We are using the new cakePHP ORM and I have some issues understanding the way the new ORM works when dealing with hasMany associations.

E.g. We have a Table called "Users" which has a hasMany relation to another Table "UsersAbsences". The definition and handling itself works fine. We have defined the Table-Objects and the Entities.

$this->addAssociations([
'hasMany' => [
    'UsersAbsences' => [
        'className' => 'UsersAbsences',
        'propertyName' => 'absences',
        'foreignKey' => 'user_id'
    ]
]);

Within our UsersTable we've created a custom method which retrieves details to one User, using the QueryBuilders ->contain Method to fetch the hasMany-associated "UsersAbsences" defined by property "absence". We're setting the view-variable $user to work with the Entity in the template: Works fine.

...
$users->contain(['UsersAbsences',...]);
...

Now the part that puzzles me: The Object-type of $user is "UserEntity". When I now iterate through the $user->absences... i always get CakeEntity objects, not (as I would expect) AbsenceEntity-objects.
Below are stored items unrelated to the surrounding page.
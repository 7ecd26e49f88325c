use crate::util::read_slice;
use std::fmt;
use std::io::{Read, Seek};

/// A four-byte atom code such as `moov` or `©nam`.
#[derive(Copy, Clone, Eq, PartialEq, Hash, PartialOrd, Ord)]
pub struct FourCC(pub [u8; 4]);

impl FourCC {
    pub const fn new(code: &[u8; 4]) -> Self {
        FourCC(*code)
    }

    /// Build a code from a 4-character string. Characters above U+00FF
    /// cannot be represented and yield `None`; `©` maps to byte 0xA9.
    pub fn from_str(s: &str) -> Option<Self> {
        let mut out = [0u8; 4];
        let mut n = 0;
        for c in s.chars() {
            if n == 4 || (c as u32) > 0xFF {
                return None;
            }
            out[n] = c as u32 as u8;
            n += 1;
        }
        if n == 4 { Some(FourCC(out)) } else { None }
    }

    pub fn as_str_lossy(&self) -> String {
        self.0
            .iter()
            .map(|&c| match c {
                32..=126 => c as char,
                0xA9 => '©',
                _ => '.',
            })
            .collect()
    }
}

impl fmt::Debug for FourCC {
    fn fmt(&self, f: &mut fmt::Formatter<'_>) -> fmt::Result {
        write!(f, "{}", self.as_str_lossy())
    }
}
impl fmt::Display for FourCC {
    fn fmt(&self, f: &mut fmt::Formatter<'_>) -> fmt::Result {
        write!(f, "{}", self.as_str_lossy())
    }
}

impl From<&[u8; 4]> for FourCC {
    fn from(b: &[u8; 4]) -> Self {
        FourCC(*b)
    }
}

impl PartialEq<&[u8; 4]> for FourCC {
    fn eq(&self, other: &&[u8; 4]) -> bool {
        &self.0 == *other
    }
}

pub const FTYP: FourCC = FourCC::new(b"ftyp");
pub const MOOV: FourCC = FourCC::new(b"moov");
pub const TRAK: FourCC = FourCC::new(b"trak");
pub const UUID: FourCC = FourCC::new(b"uuid");
pub const JP2_SIGNATURE: FourCC = FourCC::new(b"jP  ");

#[derive(Debug, Clone, PartialEq, Eq)]
pub struct BoxHeader {
    pub size: u64,          // declared total size, 0 = to end of scope
    pub typ: FourCC,
    pub uuid: Option<[u8; 16]>,
    pub header_size: u64,   // 8, 16, 24 or 32
    pub start: u64,
}

/// How the parser resolved a box.
#[derive(Debug, Clone, Copy, PartialEq, Eq)]
pub enum NodeKind {
    Container,
    Leaf,
    DualStateContainer,
    DualStateLeaf,
    /// Unregistered code whose payload tiled as nested boxes (opt-in).
    ProbedContainer,
}

impl NodeKind {
    pub fn is_container(self) -> bool {
        matches!(
            self,
            NodeKind::Container | NodeKind::DualStateContainer | NodeKind::ProbedContainer
        )
    }

    pub fn as_str(self) -> &'static str {
        match self {
            NodeKind::Container => "container",
            NodeKind::Leaf => "leaf",
            NodeKind::DualStateContainer => "dual-container",
            NodeKind::DualStateLeaf => "dual-leaf",
            NodeKind::ProbedContainer => "probed-container",
        }
    }
}

#[derive(Debug, Clone, PartialEq, Eq)]
pub enum NodeBody {
    Children(Vec<AtomNode>),
    Payload { data_offset: u64, data_len: u64 },
}

/// One parsed atom.
#[derive(Debug, Clone, PartialEq, Eq)]
pub struct AtomNode {
    pub hdr: BoxHeader,
    /// Resolved end offset; differs from `start + size` only for size-0 atoms.
    pub end: u64,
    pub kind: NodeKind,
    pub version: Option<u8>,
    pub flags: Option<u32>,
    pub language: Option<u16>,
    /// Parent code the registry was consulted with, `None` at file level.
    pub parent: Option<FourCC>,
    /// Full name from the registry the atom was parsed with.
    pub name: Option<&'static str>,
    pub body: NodeBody,
}

impl AtomNode {
    pub fn code(&self) -> FourCC {
        self.hdr.typ
    }

    pub fn start(&self) -> u64 {
        self.hdr.start
    }

    /// Total length including header, with the size-0 sentinel resolved.
    pub fn size(&self) -> u64 {
        self.end - self.hdr.start
    }

    pub fn is_container(&self) -> bool {
        self.kind.is_container()
    }

    pub fn children(&self) -> &[AtomNode] {
        match &self.body {
            NodeBody::Children(kids) => kids,
            NodeBody::Payload { .. } => &[],
        }
    }

    /// `(offset, len)` of the opaque payload for leaf-like atoms.
    pub fn payload(&self) -> Option<(u64, u64)> {
        match self.body {
            NodeBody::Payload { data_offset, data_len } => Some((data_offset, data_len)),
            NodeBody::Children(_) => None,
        }
    }

    /// First descendant (pre-order) with the given code.
    pub fn find(&self, code: FourCC) -> Option<&AtomNode> {
        for kid in self.children() {
            if kid.code() == code {
                return Some(kid);
            }
            if let Some(hit) = kid.find(code) {
                return Some(hit);
            }
        }
        None
    }

    /// Read the opaque payload bytes of a leaf-like atom from `r`.
    pub fn read_payload<R: Read + Seek>(&self, r: &mut R) -> std::io::Result<Option<Vec<u8>>> {
        match self.payload() {
            Some((offset, len)) => read_slice(r, offset, len).map(Some),
            None => Ok(None),
        }
    }

    pub fn language_code(&self) -> Option<String> {
        self.language.map(lang_from_u16)
    }

    pub fn full_name(&self) -> &'static str {
        self.name.unwrap_or("Unknown Atom")
    }
}

/// Decode a packed ISO-639-2/T language (three 5-bit letters offset by 0x60).
pub fn lang_from_u16(code: u16) -> String {
    let code = code & 0x7FFF;
    if code == 0 {
        return "und".to_string();
    }
    let c1 = ((code >> 10) & 0x1F) as u8 + 0x60;
    let c2 = ((code >> 5) & 0x1F) as u8 + 0x60;
    let c3 = (code & 0x1F) as u8 + 0x60;
    format!("{}{}{}", c1 as char, c2 as char, c3 as char)
}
Problem: I would like to implement a custom method in the UserAbsence-Entity which I would like to call in the template when iterating through each Absence of the user.

When using the ->contain Method for associations attached with "belongsTo", I get the correct Entity-Class.

Someone an idea how to deal with that?

1

1 Answers

1
votes

Mind your terminology, entity classes do not have a Entity suffix, this makes your question a little confusing, as one might think that you've named all your classes incorrectly! Please use actual, ideally fully qualified classnames in your questions!

That being said, by default the name of the corresponding entity is figured from the table class name, that is, the singular name without Table suffix. So, for UsersTable it's User, and for UsersAbsencesTable it would be UsersAbsence, not just Absence.

So, renaming your Absence entity file/class to UsersAbsence should fix the problem. Alternatively you can manually define the entity class a table should use by specifying it via Table::entityClass().